**Problem description**
From the listing below, output only the lines starting at the line that has "(**self).error(msg);" and ending at the line that has "fn section(&self, _: &str)", exactly as they appear, ends included.
▬▬▬
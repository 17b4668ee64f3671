//! IO modules - side effects (network, filesystem, subprocesses)

pub mod cache;
pub mod checksum;
pub mod download;
pub mod extract;
pub mod git;
pub mod tail;
//! Reporter trait for dependency injection
//!
//! This trait allows core logic to report progress and status without
//! being coupled to a specific terminal implementation.

use std::path::Path;

pub trait Reporter: Send + Sync {
    /// Indicates a new phase has started (e.g. "Resolving", "Installing").
    fn section(&self, title: &str);

    /// Updates the progress of a download.
    fn downloading(&self, file: &str, current: u64, total: Option<u64>);

    /// An artifact was satisfied from the working directory or the cache.
    fn reused(&self, file: &str, from: &Path);

    /// Updates the state of an artifact to 'extracting'.
    fn extracting(&self, file: &str);

    /// Updates the state of an install to 'installing into prefix'.
    fn installing(&self, name: &str, prefix: &Path);

    /// Marks the install as successfully completed.
    fn done(&self, name: &str, prefix: &Path);

    /// Log an informational message.
    fn info(&self, msg: &str);

    /// Log a warning message.
    fn warning(&self, msg: &str);

    /// Log an error message.
    fn error(&self, msg: &str);
}

impl<T: Reporter + ?Sized> Reporter for std::sync::Arc<T> {
    fn section(&self, title: &str) {
        (**self).section(title);
    }
    fn downloading(&self, file: &str, current: u64, total: Option<u64>) {
        (**self).downloading(file, current, total);
    }
    fn reused(&self, file: &str, from: &Path) {
        (**self).reused(file, from);
    }
    fn extracting(&self, file: &str) {
        (**self).extracting(file);
    }
    fn installing(&self, name: &str, prefix: &Path) {
        (**self).installing(name, prefix);
    }
    fn done(&self, name: &str, prefix: &Path) {
        (**self).done(name, prefix);
    }
    fn info(&self, msg: &str) {
        (**self).info(msg);
    }
    fn warning(&self, msg: &str) {
        (**self).warning(msg);
    }
    fn error(&self, msg: &str) {
        (**self).error(msg);
    }
}

/// A no-op reporter for silent operations (e.g., listing, testing).
#[derive(Debug, Clone, Copy)]
pub struct NullReporter;

impl Reporter for NullReporter {
    fn section(&self, _: &str) {}
    fn downloading(&self, _: &str, _: u64, _: Option<u64>) {}
    fn reused(&self, _: &str, _: &Path) {}
    fn extracting(&self, _: &str) {}
    fn installing(&self, _: &str, _: &Path) {}
    fn done(&self, _: &str, _: &Path) {}
    fn info(&self, _: &str) {}
    fn warning(&self, _: &str) {}
    fn error(&self, _: &str) {}
}
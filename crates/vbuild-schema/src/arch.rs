//! Operating system and CPU architecture names.
//!
//! Definitions are written by hand and use whatever spelling the upstream
//! download page uses (`amd64`, `x86_64`, `darwin`, `macos`, ...). Both sides
//! of a platform comparison are normalised through these enums so that
//! aliases compare equal.
//!
//! # Example
//!
//! ```
//! use vbuild_schema::Arch;
//!
//! assert_eq!(Arch::parse("amd64"), Arch::parse("x86_64"));
//! ```

use serde::{Deserialize, Serialize};

/// Operating system family.
#[derive(Debug, Clone, PartialEq, Eq, Hash, Serialize, Deserialize)]
#[serde(from = "String", into = "String")]
pub enum Os {
    /// Linux (any distribution)
    Linux,
    /// macOS
    Darwin,
    /// FreeBSD
    FreeBsd,
    /// OpenBSD
    OpenBsd,
    /// NetBSD
    NetBsd,
    /// Windows
    Windows,
    /// Anything else, kept verbatim (lowercased)
    Other(String),
}

impl Os {
    /// Get the operating system this binary was compiled for.
    pub fn current() -> Self {
        Self::parse(std::env::consts::OS)
    }

    /// Normalise an OS name, accepting common aliases.
    pub fn parse(s: &str) -> Self {
        match s.to_lowercase().as_str() {
            "linux" => Self::Linux,
            "darwin" | "macos" | "osx" => Self::Darwin,
            "freebsd" => Self::FreeBsd,
            "openbsd" => Self::OpenBsd,
            "netbsd" => Self::NetBsd,
            "windows" | "win" => Self::Windows,
            other => Self::Other(other.to_string()),
        }
    }

    /// Canonical lowercase name.
    pub fn as_str(&self) -> &str {
        match self {
            Self::Linux => "linux",
            Self::Darwin => "darwin",
            Self::FreeBsd => "freebsd",
            Self::OpenBsd => "openbsd",
            Self::NetBsd => "netbsd",
            Self::Windows => "windows",
            Self::Other(s) => s,
        }
    }
}

impl std::fmt::Display for Os {
    fn fmt(&self, f: &mut std::fmt::Formatter<'_>) -> std::fmt::Result {
        write!(f, "{}", self.as_str())
    }
}

impl From<String> for Os {
    fn from(s: String) -> Self {
        Self::parse(&s)
    }
}

impl From<Os> for String {
    fn from(os: Os) -> Self {
        os.as_str().to_string()
    }
}

/// CPU architecture.
#[derive(Debug, Clone, PartialEq, Eq, Hash, Serialize, Deserialize)]
#[serde(from = "String", into = "String")]
pub enum Arch {
    /// 64-bit x86 (`amd64`, `x86_64`)
    X86_64,
    /// 32-bit x86 (`386`, `i686`)
    X86,
    /// 64-bit ARM (`arm64`, `aarch64`)
    Arm64,
    /// 32-bit ARM (`armv6l`, `armv7l`)
    Arm,
    /// Little-endian 64-bit POWER
    Ppc64le,
    /// IBM Z
    S390x,
    /// 64-bit RISC-V
    Riscv64,
    /// Anything else, kept verbatim (lowercased)
    Other(String),
}

impl Arch {
    /// Get the architecture this binary was compiled for.
    pub fn current() -> Self {
        Self::parse(std::env::consts::ARCH)
    }

    /// Normalise an architecture name, accepting common aliases.
    pub fn parse(s: &str) -> Self {
        match s.to_lowercase().as_str() {
            "x86_64" | "amd64" | "x64" => Self::X86_64,
            "x86" | "386" | "i386" | "i686" => Self::X86,
            "arm64" | "aarch64" => Self::Arm64,
            "arm" | "armv6l" | "armv7l" | "armhf" => Self::Arm,
            "ppc64le" | "powerpc64le" => Self::Ppc64le,
            "s390x" => Self::S390x,
            "riscv64" => Self::Riscv64,
            other => Self::Other(other.to_string()),
        }
    }

    /// Go-style architecture name (`amd64`, `arm64`, ...), the spelling most
    /// release pages use.
    pub fn as_str(&self) -> &str {
        match self {
            Self::X86_64 => "amd64",
            Self::X86 => "386",
            Self::Arm64 => "arm64",
            Self::Arm => "armv6l",
            Self::Ppc64le => "ppc64le",
            Self::S390x => "s390x",
            Self::Riscv64 => "riscv64",
            Self::Other(s) => s,
        }
    }
}

impl std::fmt::Display for Arch {
    fn fmt(&self, f: &mut std::fmt::Formatter<'_>) -> std::fmt::Result {
        write!(f, "{}", self.as_str())
    }
}

impl From<String> for Arch {
    fn from(s: String) -> Self {
        Self::parse(&s)
    }
}

impl From<Arch> for String {
    fn from(arch: Arch) -> Self {
        arch.as_str().to_string()
    }
}
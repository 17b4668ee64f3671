//! Walks a definition's directives and installs from the first matching one.

use async_trait::async_trait;
use tracing::debug;

use crate::context::BuildContext;
use crate::definition::{Definition, Directive, InstallDirective};
use crate::error::BuildError;
use crate::platform::Platform;
use crate::reporter::Reporter;

/// Executes an install directive once its predicate has matched.
#[async_trait]
pub trait DirectiveRunner: Send + Sync {
    async fn install(&self, directive: &InstallDirective, ctx: &BuildContext) -> Result<(), BuildError>;
}

pub struct PlatformDispatcher<'a> {
    platform: &'a Platform,
    reporter: &'a dyn Reporter,
}

impl<'a> PlatformDispatcher<'a> {
    pub fn new(platform: &'a Platform, reporter: &'a dyn Reporter) -> Self {
        Self { platform, reporter }
    }

    /// Run `definition` in declaration order.
    ///
    /// Notices are always emitted. The first install directive whose
    /// predicate holds marks the context satisfied and is handed to
    /// `runner`; later install directives are skipped.
    ///
    /// # Errors
    ///
    /// Whatever `runner` returns, or `BuildError::NoMatchingPlatform` when no
    /// predicate held.
    pub async fn execute(
        &self,
        definition: &Definition,
        ctx: &mut BuildContext,
        runner: &dyn DirectiveRunner,
    ) -> Result<(), BuildError> {
        for directive in &definition.directives {
            match directive {
                Directive::Notice { message } => {
                    ctx.log.append(message);
                    self.reporter.info(message);
                }
                Directive::Install(install) => {
                    if ctx.install_satisfied {
                        debug!("already satisfied, skipping {}", install.display_name());
                        continue;
                    }
                    if !install.when.matches(self.platform) {
                        debug!(
                            "{} is for {} {}, not {}",
                            install.display_name(),
                            install.when.os,
                            install.when.arch,
                            self.platform
                        );
                        continue;
                    }
                    ctx.install_satisfied = true;
                    ctx.log.append(&format!("installing {}", install.display_name()));
                    runner.install(install, ctx).await?;
                }
            }
        }

        if ctx.install_satisfied {
            Ok(())
        } else {
            Err(BuildError::NoMatchingPlatform {
                os: self.platform.os.to_string(),
                arch: self.platform.arch.to_string(),
            })
        }
    }
}
//! Semantic ordering of definition identifiers.
//!
//! Identifiers are not strict semver (`1.21rc2`, `1.9.2-p0`, `1.20`), so they
//! are ordered by a component key instead:
//!
//! 1. split on `.`, `-` and `+`, then at every digit/letter boundary;
//! 2. numeric runs compare as integers;
//! 3. letter runs are pre-release markers (`rc`, `beta`, ...) and sort below
//!    the end of the version, except `p` which marks a patch release and
//!    sorts above any number;
//! 4. every key ends with an implicit release marker.
//!
//! Which gives `1.21rc1 < 1.21rc2 < 1.21 < 1.21.0 < 1.21.1` and
//! `1.9.2 < 1.9.2-p0`.

use std::cmp::Ordering;

/// One component of a [`VersionKey`].
///
/// Variant order is the sort order, so the derived `Ord` does the work.
#[derive(Debug, Clone, PartialEq, Eq, PartialOrd, Ord)]
pub enum Component {
    /// A pre-release marker such as `rc` or `beta`
    Pre(String),
    /// End of the identifier
    Release,
    /// A numeric segment
    Number(u64),
    /// A patch-level marker (`p`)
    Patch,
}

/// Sortable key derived from a definition identifier.
#[derive(Debug, Clone, PartialEq, Eq, PartialOrd, Ord)]
pub struct VersionKey(Vec<Component>);

impl VersionKey {
    /// Build the key for an identifier.
    pub fn new(identifier: &str) -> Self {
        let mut components = Vec::new();

        for segment in identifier.split(['.', '-', '+']) {
            let mut rest = segment;
            while let Some(first) = rest.chars().next() {
                let is_digit = first.is_ascii_digit();
                let end = rest
                    .find(|c: char| c.is_ascii_digit() != is_digit)
                    .unwrap_or(rest.len());
                let (token, tail) = rest.split_at(end);
                rest = tail;

                components.push(if is_digit {
                    Component::Number(token.parse().unwrap_or(u64::MAX))
                } else if token.eq_ignore_ascii_case("p") {
                    Component::Patch
                } else {
                    Component::Pre(token.to_lowercase())
                });
            }
        }

        components.push(Component::Release);
        Self(components)
    }

    /// Returns `true` if the identifier carries a pre-release marker.
    pub fn is_prerelease(&self) -> bool {
        self.0.iter().any(|c| matches!(c, Component::Pre(_)))
    }

    /// The components, terminator included.
    pub fn components(&self) -> &[Component] {
        &self.0
    }
}

/// Compare two identifiers semantically, falling back to a plain string
/// comparison so the order stays total when two keys coincide
/// (`1.21+1` and `1.21.1`).
pub fn compare_versions(a: &str, b: &str) -> Ordering {
    VersionKey::new(a)
        .cmp(&VersionKey::new(b))
        .then_with(|| a.cmp(b))
}

/// Sort identifiers in place, lowest first.
pub fn sort_versions(identifiers: &mut [String]) {
    identifiers.sort_by_cached_key(|id| (VersionKey::new(id), id.clone()));
}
▬▬▬
**Response**
        (**self).error(msg);
    }
}

/// A no-op reporter for silent operations (e.g., listing, testing).
#[derive(Debug, Clone, Copy)]
pub struct NullReporter;

impl Reporter for NullReporter {
    fn section(&self, _: &str) {}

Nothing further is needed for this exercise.